Each line below that includes the word "Outer" is to be reported.

(Collected data entries)
----

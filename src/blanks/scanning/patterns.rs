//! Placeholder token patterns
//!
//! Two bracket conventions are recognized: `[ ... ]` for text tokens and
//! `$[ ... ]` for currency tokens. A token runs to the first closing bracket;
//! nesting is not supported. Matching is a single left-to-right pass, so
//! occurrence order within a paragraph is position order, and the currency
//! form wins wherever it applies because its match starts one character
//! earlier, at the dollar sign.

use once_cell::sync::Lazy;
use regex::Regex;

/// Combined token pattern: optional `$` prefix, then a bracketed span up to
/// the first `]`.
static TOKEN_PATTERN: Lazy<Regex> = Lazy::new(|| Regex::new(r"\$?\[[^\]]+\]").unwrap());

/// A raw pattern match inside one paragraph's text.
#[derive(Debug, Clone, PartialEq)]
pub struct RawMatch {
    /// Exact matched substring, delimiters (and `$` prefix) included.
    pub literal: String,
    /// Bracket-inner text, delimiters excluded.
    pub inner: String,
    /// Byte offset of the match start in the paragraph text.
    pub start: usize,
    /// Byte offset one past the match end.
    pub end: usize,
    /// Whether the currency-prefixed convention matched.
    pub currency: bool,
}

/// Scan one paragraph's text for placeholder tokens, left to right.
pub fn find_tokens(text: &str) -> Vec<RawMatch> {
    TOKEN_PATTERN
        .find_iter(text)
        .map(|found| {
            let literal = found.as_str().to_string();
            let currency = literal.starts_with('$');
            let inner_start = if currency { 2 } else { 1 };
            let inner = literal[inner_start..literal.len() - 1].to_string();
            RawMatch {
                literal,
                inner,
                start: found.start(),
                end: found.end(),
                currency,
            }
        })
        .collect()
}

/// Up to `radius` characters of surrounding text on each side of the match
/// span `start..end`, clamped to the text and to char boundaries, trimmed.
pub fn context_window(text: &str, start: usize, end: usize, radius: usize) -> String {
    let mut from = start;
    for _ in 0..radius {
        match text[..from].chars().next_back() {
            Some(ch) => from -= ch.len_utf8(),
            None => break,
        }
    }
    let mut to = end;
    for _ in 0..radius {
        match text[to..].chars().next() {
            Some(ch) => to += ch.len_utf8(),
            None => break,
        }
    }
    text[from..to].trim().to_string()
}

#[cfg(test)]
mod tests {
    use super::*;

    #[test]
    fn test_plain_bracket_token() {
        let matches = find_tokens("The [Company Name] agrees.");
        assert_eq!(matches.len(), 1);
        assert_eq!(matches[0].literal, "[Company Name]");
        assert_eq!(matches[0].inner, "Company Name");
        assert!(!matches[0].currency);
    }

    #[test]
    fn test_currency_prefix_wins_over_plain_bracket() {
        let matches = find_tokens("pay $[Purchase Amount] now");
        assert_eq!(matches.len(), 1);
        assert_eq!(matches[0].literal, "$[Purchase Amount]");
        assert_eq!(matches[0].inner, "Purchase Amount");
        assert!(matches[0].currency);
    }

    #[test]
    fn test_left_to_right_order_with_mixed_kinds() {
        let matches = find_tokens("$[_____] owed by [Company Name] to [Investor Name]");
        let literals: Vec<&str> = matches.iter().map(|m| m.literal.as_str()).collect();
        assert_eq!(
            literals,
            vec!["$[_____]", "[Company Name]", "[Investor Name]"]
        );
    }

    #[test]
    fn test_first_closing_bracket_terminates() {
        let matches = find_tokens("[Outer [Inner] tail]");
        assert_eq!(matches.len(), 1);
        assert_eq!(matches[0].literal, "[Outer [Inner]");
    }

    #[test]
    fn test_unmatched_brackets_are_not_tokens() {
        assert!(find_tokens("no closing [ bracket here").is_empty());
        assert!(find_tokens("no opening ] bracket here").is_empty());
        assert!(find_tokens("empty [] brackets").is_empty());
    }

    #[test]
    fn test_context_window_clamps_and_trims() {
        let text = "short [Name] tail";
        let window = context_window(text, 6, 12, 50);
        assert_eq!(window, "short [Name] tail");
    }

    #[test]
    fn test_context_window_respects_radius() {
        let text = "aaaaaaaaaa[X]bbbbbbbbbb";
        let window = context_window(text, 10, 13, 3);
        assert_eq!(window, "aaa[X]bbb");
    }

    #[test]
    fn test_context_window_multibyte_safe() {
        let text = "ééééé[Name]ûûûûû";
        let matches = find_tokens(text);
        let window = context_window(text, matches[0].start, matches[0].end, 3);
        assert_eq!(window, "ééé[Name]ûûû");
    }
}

----

> _Final answer_
        let matches = find_tokens("[Outer [Inner] tail]");
        assert_eq!(matches[0].literal, "[Outer [Inner]");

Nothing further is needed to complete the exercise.